Love, sex, celibacy and faith
BY FR OSKAR WERMTER SJ
In a letter to The Southern Cross, published on May 22, an atheist raised, at least indirectly, a very challenging question: how do you become a fully grown person? How do you realise your potential and become fully human? St Paul wants us “to come to maturity, to the measure of the full stature of Christ” (Eph 4: 13). What is maturity? Or, in terms of the Gospel, “the full stature of Christ”?
“What do we live for? The answer is simple: Love. It is exemplified and realised once and for all in Jesus’ self-giving. “
The opposite would be “stunted growth”, like that of a spiritual dwarf, a crippled, disfigured human being, retarded in his personal development.
Having tried it and found it was not for him, the letter writer, Marco Compagnoni, is convinced that celibacy is “stunting” the growth of people. In other words, not being “sexually active” is deforming people and stopping them from fully developing their humanity.
That is, of course, a very common view these days. Every tabloid paper and most talk shows are selling sex as the most vital elixir of life.
No doubt, celibacy, like marriage, can go wrong. Pope Francis recently had something to say on this when addressing a group of women religious superiors who had come to meet him. He mentioned “chastity as a precious charism, which widens the freedom of the gift to God and to others, with the tenderness, the mercy, the closeness of Christ…in the Church. The consecrated woman…must be a mother. But, please, a ‘fecund’ chastity, a chastity that generates spiritual children and not a ‘spinster’,” he said, adding: “Be mothers, as the figure of Mother Mary and of the Mother Church. “
A mother has found fulfilment as a woman. She lives for her family. She is a person-for-others, and as such she realises her very self.
We realise ourselves, and our potential, by being for others, living for others. That is different from the current western ideal of “self-realisation”, which implies “doing one’s own thing”.
Jesus put it paradoxically: “For those who want to save their life will lose it, and those who lose their life for my sake, and for the sake of the gospel, will save it” (Mk 8:35). This was no more than the actual pattern of his life. In life and in death he was the perfect man-for-others. As such, he was simply the perfect man.
What do we live for? The answer is simple: Love. It is exemplified and realised once and for all in Jesus’ self-giving.
He did not live for one woman, for one beloved wife; he was celibate, but he lived to do the will of the Father and to live for his brothers and sisters, members of his bride, the Church.
“Love your enemies and pray for those who persecute you, that you may be children of your Father in heaven; for he makes his sun rise on the evil and on the good… Be perfect therefore, as your heavenly Father is perfect” (Mt 5:44-45,48). “God is love”, and perfect love makes us perfect humans.
Love, not a lived out sexuality, makes us fully human, is our full maturity and fulfilled humanity. Love for the tabloid readers is sex. Not quite. There is loveless, exploitative sex.

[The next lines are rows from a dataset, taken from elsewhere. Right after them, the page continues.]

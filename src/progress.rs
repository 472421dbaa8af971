//! Progress tracking and run summaries

use crate::broker::BrokerStats;
use crate::documents::EntityDocument;
use crate::extract::ExtractStats;
use crate::processor::{EntityDocumentProcessor, ProcessingError, RevisionProcessor};
use crate::types::Revision;
use indicatif::{ProgressBar, ProgressStyle};
use serde::{Deserialize, Serialize};
use std::sync::atomic::{AtomicU64, Ordering};
use std::time::{Duration, Instant};

/// A dump that could not be processed
#[derive(Debug, Clone, PartialEq, Eq, Serialize, Deserialize)]
pub struct DumpFailure {
    pub dump: String,
    pub error: String,
}

/// Outcome of one controller run
#[derive(Debug, Clone, Default, Serialize, Deserialize)]
pub struct RunSummary {
    /// Dumps processed to the end, in processing order
    pub dumps_processed: Vec<String>,
    /// Dumps that failed, with the reason
    pub dumps_failed: Vec<DumpFailure>,
    pub extract: ExtractStats,
    pub broker: BrokerStats,
    /// Documents read from JSON snapshots
    pub documents: u64,
    /// Records of JSON snapshots that could not be decoded
    pub document_errors: u64,
    /// Sites read from sites tables
    pub sites: u64,
    pub elapsed_seconds: f64,
    /// Reason of a cooperative cancellation
    pub aborted: Option<String>,
}

impl RunSummary {
    /// Whether every selected dump was processed without being cancelled
    pub fn is_complete(&self) -> bool {
        self.dumps_failed.is_empty() && self.aborted.is_none()
    }

    pub fn record_failure(&mut self, dump: impl Into<String>, error: impl ToString) {
        self.dumps_failed.push(DumpFailure {
            dump: dump.into(),
            error: error.to_string(),
        });
    }

    /// Print summary to console
    pub fn print(&self) {
        println!("\nRun Summary");
        println!("===========");
        println!("Dumps processed:      {}", self.dumps_processed.len());
        for dump in &self.dumps_processed {
            println!("  {}", dump);
        }
        if !self.dumps_failed.is_empty() {
            println!("Dumps failed:         {}", self.dumps_failed.len());
            for failure in &self.dumps_failed {
                println!("  {}: {}", failure.dump, failure.error);
            }
        }
        if self.extract.pages > 0 {
            println!("Pages:                {}", self.extract.pages);
            println!("Pages with errors:    {}", self.extract.pages_with_errors);
            println!("Revisions received:   {}", self.broker.revisions_received);
            println!("Duplicates discarded: {}", self.broker.duplicates_discarded);
            println!("Current revisions:    {}", self.broker.current_emitted);
        }
        if self.documents > 0 || self.document_errors > 0 {
            println!("Documents:            {}", self.documents);
            println!("Undecodable records:  {}", self.document_errors);
        }
        if self.sites > 0 {
            println!("Sites:                {}", self.sites);
        }
        println!("Elapsed time:         {:.1}s", self.elapsed_seconds);
        if let Some(reason) = &self.aborted {
            println!("Aborted:              {}", reason);
        }
    }
}

/// Spinner over the records of a run
pub struct RunProgress {
    /// Spinner (None in quiet mode)
    progress_bar: Option<ProgressBar>,
    start_time: Instant,
    records: AtomicU64,
    interval: u64,
}

impl RunProgress {
    pub fn new(quiet: bool, interval: u64) -> Self {
        let progress_bar = if quiet {
            None
        } else {
            let pb = ProgressBar::new_spinner();
            pb.set_style(
                ProgressStyle::default_spinner()
                    .template("{spinner:.green} [{elapsed_precise}] {pos} records {msg}")
                    .unwrap_or_else(|_| ProgressStyle::default_spinner()),
            );
            pb.enable_steady_tick(Duration::from_millis(200));
            Some(pb)
        };

        Self {
            progress_bar,
            start_time: Instant::now(),
            records: AtomicU64::new(0),
            interval: interval.max(1),
        }
    }

    /// Show which dump is being read
    pub fn dump_started(&self, dump: &str) {
        if let Some(ref pb) = self.progress_bar {
            pb.set_message(dump.to_string());
        }
    }

    /// Count one record; the display is refreshed every `interval` records
    pub fn record(&self) {
        let count = self.records.fetch_add(1, Ordering::Relaxed) + 1;
        if count % self.interval != 0 {
            return;
        }
        if let Some(ref pb) = self.progress_bar {
            pb.set_position(count);
        }
    }

    pub fn records(&self) -> u64 {
        self.records.load(Ordering::Relaxed)
    }

    pub fn elapsed_seconds(&self) -> f64 {
        self.start_time.elapsed().as_secs_f64()
    }

    /// Stop the spinner
    pub fn finish(&self, summary: &RunSummary) {
        if let Some(ref pb) = self.progress_bar {
            let message = match &summary.aborted {
                Some(reason) => format!("Aborted: {}", reason),
                None => format!(
                    "Done! {} dumps, {} failed",
                    summary.dumps_processed.len(),
                    summary.dumps_failed.len()
                ),
            };
            pb.set_position(self.records());
            pb.finish_with_message(message);
        }
    }
}

/// Consumer that only advances a [`RunProgress`]
pub struct ProgressTicker<'p> {
    progress: &'p RunProgress,
}

impl<'p> ProgressTicker<'p> {
    pub fn new(progress: &'p RunProgress) -> Self {
        Self { progress }
    }
}

impl RevisionProcessor for ProgressTicker<'_> {
    fn process_revision(&mut self, _revision: &Revision) -> Result<(), ProcessingError> {
        self.progress.record();
        Ok(())
    }
}

impl EntityDocumentProcessor for ProgressTicker<'_> {
    fn process_document(&mut self, _document: &EntityDocument) -> Result<(), ProcessingError> {
        self.progress.record();
        Ok(())
    }
}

Love, whether or not it finds sexual expression, is life-giving. There was a little baby-boy dumped on the streets of a big city. Police picked him up and took him to a hospital. The nurses fed the baby, bathed and clothed him dutifully. They came and went, on and off-duty. The baby remained very tiny and did not grow.
Then a children’s village took him in. One of the “housemothers” accepted the little one as her own. He responded to her love, and after a few months he was a heavy, healthy, happy little boy. Love gives life and growth.
Sexual intimacy should be an expression of the love of man and woman for each other; their mutual self-giving as husband and wife should be fruitful in giving life and love to children. But love is not confined to this intimate union, though marriage will be forever the most obvious symbol of love (which is why Scripture compares God and his people, Christ and the Church, with a loving couple).
A loving person is not centred on him- or herself, but on the beloved. A loving person is forever engaged in what Pope Francis has described as an “exodus”, in going out of himself or herself, is habitually a person in relationship, a person reaching out in love to the loved ones, forgetting self.
We need a lifetime to complete this exodus, this leaving ourselves behind and becoming “people for others”, in perfect love with their Father, in conformity with the Son and driven by the Holy Spirit.
It’s a pity that Mr Compagnoni left the seminary under the impression that he had escaped from a “stunted” life. Celibacy just was not meant for him. There are countless ways to God. If one door is closed that does not mean that the door to God is closed altogether.
There are the spinsters and bachelors among celibates who still need to be freed from Egypt and its “fleshpots”, undertake their “exodus” and reach the promised land of God’s love.
But most, I dare say, who have heard the Lord’s call to a life of consecrated chastity want to love the people to whom they are sent as much, or even more so if that is possible, as their parents loved them, or rather as the Lord loves them which is without limit.
Nothing can “stunt” or cripple us as long as we walk with Christ. His love is the fullness of life (Jn 10:10).
Fr Oskar Wermter SJ is based in Harare and assists the Inter-Regional Meeting of the Bishops of Southern Africa (Imbisa) in theological and pastoral matters.